Task objective: In the entries that follow, how many lines contain "prelude"? Please reply with only the number.

Working data:
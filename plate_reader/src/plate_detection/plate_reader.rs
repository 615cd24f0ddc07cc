use super::bounding_box_render::render_plate;
use super::bounding_box_render::OverlayStyle;
use super::plate_binarizer::binarize_plate;
use super::plate_binarizer::BinarizeParams;
use super::plate_locator::PlateLocator;
use super::tesseract_ocr::sanitize_plate_text;
use super::tesseract_ocr::TextRecognizer;
use super::PlateError;
use super::PlateReading;

use opencv::prelude::Mat;
use opencv::prelude::MatTraitConst;

use tracing::debug;
use tracing::warn;

/// Runs one frame through plate search, binarization, OCR and overlay.
pub struct PlateReader<R: TextRecognizer> {
    locator: PlateLocator,
    binarize: BinarizeParams,
    recognizer: R,
    style: OverlayStyle,
}

impl<R: TextRecognizer> PlateReader<R> {
    pub fn new(
        locator: PlateLocator,
        binarize: BinarizeParams,
        recognizer: R,
        style: OverlayStyle,
    ) -> Self {
        Self {
            locator,
            binarize,
            recognizer,
            style,
        }
    }

    /// Reads the first plate candidate of `frame` and draws it on the frame.
    ///
    /// Only the first four-sided contour is tried. When the recognizer fails the
    /// plate is still drawn, with no text.
    pub fn process(&mut self, frame: &mut Mat) -> Result<Option<PlateReading>, PlateError> {
        let candidate = match self.locator.locate(frame)? {
            Some(candidate) => candidate,
            None => return Ok(None),
        };

        let plate_region = frame.apply_1(candidate.region)?;
        let binary = binarize_plate(&plate_region, &self.binarize)?;

        let text = match self.recognizer.recognize(&binary) {
            Ok(raw) => sanitize_plate_text(&raw),
            Err(e) => {
                warn!("OCR failed on plate {:?}: {}", candidate.region, e);
                String::new()
            }
        };
        debug!("Plate {:?} reads {:?}", candidate.region, text);

        let reading = PlateReading::new(candidate, text);
        render_plate(frame, &reading, &self.style)?;
        Ok(Some(reading))
    }

    pub fn recognizer(&self) -> &R {
        &self.recognizer
    }
}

Your response: 2